Check every line of the entries below for "ToggleColumn", and copy the lines that have it.

===== Material provided

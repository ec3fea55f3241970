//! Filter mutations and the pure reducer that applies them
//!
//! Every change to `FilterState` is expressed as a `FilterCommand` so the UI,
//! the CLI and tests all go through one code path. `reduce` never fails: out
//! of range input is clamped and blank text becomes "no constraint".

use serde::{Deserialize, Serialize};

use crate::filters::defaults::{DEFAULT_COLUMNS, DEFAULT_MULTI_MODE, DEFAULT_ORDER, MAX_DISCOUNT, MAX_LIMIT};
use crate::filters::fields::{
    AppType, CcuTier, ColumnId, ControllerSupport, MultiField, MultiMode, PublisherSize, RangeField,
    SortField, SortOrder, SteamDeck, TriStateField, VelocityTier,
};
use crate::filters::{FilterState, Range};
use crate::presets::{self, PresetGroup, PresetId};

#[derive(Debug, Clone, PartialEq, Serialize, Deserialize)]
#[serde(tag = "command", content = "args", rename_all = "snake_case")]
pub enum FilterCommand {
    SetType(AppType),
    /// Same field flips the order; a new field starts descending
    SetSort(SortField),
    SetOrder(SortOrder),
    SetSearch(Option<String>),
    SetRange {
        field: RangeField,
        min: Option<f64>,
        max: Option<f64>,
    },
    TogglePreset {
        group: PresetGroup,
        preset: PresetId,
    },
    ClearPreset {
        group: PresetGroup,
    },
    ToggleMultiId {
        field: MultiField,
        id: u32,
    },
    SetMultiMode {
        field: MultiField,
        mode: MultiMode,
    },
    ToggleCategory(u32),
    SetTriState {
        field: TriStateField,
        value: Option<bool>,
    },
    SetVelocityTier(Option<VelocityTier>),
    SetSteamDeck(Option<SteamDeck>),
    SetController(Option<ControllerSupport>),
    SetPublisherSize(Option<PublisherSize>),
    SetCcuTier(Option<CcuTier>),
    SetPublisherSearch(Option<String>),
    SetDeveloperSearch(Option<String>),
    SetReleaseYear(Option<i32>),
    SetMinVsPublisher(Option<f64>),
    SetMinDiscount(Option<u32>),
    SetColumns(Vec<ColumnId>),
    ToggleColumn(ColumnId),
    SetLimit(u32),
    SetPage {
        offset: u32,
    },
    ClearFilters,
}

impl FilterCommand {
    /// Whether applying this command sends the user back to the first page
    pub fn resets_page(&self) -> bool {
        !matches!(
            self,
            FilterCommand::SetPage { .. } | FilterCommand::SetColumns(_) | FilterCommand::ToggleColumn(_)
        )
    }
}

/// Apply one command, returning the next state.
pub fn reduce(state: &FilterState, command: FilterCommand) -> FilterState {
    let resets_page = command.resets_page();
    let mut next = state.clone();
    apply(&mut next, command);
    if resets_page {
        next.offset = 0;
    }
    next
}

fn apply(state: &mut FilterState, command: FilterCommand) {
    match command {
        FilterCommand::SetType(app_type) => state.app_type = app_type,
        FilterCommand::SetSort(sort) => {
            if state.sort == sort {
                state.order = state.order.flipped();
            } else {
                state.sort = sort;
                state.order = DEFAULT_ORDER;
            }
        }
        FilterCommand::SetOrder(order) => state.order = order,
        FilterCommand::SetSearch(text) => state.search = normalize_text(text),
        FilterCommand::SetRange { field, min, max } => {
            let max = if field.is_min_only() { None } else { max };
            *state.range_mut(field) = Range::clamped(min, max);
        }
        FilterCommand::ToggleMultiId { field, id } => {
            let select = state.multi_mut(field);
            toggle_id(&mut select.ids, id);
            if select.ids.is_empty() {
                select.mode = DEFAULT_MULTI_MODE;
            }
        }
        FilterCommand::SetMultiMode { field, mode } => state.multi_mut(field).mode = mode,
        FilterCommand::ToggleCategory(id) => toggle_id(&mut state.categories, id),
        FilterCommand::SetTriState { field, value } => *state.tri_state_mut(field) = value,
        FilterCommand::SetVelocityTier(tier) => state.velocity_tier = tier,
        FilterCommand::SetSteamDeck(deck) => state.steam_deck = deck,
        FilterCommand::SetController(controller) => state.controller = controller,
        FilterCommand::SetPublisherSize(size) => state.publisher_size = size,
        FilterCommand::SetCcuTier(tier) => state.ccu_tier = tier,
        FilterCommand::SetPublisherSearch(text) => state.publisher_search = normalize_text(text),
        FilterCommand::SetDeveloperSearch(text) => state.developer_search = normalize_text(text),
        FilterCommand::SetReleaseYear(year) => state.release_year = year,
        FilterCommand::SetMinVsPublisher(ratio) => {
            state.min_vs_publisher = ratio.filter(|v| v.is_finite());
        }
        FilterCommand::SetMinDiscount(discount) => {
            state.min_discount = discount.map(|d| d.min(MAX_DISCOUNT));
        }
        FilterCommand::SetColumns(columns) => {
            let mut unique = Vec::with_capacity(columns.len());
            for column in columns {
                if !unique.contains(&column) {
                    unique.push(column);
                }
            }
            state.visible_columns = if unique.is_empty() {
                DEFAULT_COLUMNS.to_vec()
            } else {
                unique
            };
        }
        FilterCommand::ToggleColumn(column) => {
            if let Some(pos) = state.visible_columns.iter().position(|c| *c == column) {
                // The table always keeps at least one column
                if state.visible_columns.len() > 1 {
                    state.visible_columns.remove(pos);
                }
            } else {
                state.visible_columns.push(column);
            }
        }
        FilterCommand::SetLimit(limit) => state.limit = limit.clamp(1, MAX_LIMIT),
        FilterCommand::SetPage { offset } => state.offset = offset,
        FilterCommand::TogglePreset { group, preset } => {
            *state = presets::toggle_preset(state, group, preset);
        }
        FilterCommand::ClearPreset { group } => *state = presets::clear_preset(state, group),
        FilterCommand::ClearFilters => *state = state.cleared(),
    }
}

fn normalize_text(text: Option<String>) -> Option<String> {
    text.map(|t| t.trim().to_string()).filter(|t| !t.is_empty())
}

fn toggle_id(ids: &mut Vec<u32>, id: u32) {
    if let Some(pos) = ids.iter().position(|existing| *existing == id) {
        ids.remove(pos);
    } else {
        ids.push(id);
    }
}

==========
===== Material provided

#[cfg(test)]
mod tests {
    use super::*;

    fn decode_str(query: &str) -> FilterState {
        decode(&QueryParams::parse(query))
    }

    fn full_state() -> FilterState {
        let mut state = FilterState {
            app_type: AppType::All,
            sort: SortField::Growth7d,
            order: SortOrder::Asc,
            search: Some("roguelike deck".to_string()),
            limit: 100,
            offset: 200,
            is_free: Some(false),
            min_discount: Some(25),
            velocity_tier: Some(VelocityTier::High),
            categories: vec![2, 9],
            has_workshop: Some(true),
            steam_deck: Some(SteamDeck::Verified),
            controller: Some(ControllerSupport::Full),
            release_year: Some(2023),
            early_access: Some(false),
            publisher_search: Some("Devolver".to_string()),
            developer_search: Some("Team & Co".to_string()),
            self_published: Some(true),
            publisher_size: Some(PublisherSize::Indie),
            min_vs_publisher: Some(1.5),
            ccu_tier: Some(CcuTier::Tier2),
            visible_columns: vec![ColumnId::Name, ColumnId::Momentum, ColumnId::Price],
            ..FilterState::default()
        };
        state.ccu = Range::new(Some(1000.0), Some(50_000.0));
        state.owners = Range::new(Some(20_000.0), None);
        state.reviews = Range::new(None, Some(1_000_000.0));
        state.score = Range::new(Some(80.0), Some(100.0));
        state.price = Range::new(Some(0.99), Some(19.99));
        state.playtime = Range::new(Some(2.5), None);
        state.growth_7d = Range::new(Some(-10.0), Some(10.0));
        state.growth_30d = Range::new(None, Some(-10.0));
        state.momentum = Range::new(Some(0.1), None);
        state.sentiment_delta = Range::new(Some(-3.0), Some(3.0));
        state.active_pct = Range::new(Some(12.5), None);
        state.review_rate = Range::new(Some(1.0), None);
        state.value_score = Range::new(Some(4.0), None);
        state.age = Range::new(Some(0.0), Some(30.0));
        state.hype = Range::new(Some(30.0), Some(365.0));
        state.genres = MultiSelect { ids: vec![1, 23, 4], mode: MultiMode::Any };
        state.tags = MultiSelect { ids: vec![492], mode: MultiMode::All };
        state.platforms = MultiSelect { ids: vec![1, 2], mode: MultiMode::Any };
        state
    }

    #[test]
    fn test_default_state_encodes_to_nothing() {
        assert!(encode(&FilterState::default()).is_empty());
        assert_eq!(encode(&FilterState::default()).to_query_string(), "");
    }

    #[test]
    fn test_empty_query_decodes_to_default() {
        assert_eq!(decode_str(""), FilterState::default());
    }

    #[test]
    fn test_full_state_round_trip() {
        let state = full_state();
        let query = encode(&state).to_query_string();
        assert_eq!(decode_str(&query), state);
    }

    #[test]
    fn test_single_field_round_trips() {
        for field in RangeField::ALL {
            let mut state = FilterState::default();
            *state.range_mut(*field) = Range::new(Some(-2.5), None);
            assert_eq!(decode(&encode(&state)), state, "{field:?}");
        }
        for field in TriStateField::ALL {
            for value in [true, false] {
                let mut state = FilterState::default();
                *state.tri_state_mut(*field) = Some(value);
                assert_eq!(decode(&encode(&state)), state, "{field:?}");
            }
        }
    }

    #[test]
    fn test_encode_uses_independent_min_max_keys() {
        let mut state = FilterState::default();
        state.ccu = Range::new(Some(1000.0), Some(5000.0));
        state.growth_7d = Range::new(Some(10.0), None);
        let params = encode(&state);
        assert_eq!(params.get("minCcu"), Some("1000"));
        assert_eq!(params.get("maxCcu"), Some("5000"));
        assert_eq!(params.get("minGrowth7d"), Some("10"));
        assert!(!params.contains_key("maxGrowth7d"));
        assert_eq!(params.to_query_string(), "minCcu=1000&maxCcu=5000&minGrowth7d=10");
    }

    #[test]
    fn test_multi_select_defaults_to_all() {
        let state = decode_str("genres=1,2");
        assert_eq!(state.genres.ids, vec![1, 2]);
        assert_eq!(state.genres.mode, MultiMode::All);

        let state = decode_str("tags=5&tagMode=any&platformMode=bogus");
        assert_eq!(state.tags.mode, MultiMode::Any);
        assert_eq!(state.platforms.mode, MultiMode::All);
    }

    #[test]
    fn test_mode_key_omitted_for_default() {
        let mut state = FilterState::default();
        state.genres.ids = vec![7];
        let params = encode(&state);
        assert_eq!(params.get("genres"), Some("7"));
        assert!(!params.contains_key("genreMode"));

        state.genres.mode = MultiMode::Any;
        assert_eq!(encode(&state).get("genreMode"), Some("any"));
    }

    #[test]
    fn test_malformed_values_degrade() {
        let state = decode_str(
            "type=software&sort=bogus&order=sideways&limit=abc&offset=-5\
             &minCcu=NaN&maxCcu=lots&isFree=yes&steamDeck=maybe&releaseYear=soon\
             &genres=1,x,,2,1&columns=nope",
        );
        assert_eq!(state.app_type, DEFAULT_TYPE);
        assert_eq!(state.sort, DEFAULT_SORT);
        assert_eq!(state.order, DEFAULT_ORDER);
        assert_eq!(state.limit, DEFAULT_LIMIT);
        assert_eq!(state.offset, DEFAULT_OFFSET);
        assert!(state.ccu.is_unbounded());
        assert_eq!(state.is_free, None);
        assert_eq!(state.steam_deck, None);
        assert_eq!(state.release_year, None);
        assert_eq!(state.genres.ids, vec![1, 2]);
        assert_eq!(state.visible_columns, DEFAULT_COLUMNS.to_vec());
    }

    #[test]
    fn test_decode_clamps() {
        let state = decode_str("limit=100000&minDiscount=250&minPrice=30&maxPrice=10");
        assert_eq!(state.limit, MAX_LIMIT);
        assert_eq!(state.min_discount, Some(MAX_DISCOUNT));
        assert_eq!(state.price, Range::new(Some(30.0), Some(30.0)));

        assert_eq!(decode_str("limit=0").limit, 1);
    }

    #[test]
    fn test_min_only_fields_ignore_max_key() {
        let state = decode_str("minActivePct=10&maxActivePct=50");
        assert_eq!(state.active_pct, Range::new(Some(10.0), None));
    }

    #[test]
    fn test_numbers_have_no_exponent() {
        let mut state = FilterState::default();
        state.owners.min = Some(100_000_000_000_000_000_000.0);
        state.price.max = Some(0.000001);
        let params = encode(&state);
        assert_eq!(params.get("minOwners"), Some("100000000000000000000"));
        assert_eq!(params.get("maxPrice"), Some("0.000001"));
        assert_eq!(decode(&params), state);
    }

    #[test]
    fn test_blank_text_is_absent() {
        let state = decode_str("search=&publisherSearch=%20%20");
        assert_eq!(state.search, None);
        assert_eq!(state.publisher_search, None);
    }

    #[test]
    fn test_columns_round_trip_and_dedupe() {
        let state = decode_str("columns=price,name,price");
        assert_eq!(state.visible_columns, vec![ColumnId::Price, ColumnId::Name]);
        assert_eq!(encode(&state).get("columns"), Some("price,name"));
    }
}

==========

● **Solution to this exercise**
    ToggleColumn(ColumnId),
            FilterCommand::SetPage { .. } | FilterCommand::SetColumns(_) | FilterCommand::ToggleColumn(_)
        FilterCommand::ToggleColumn(column) => {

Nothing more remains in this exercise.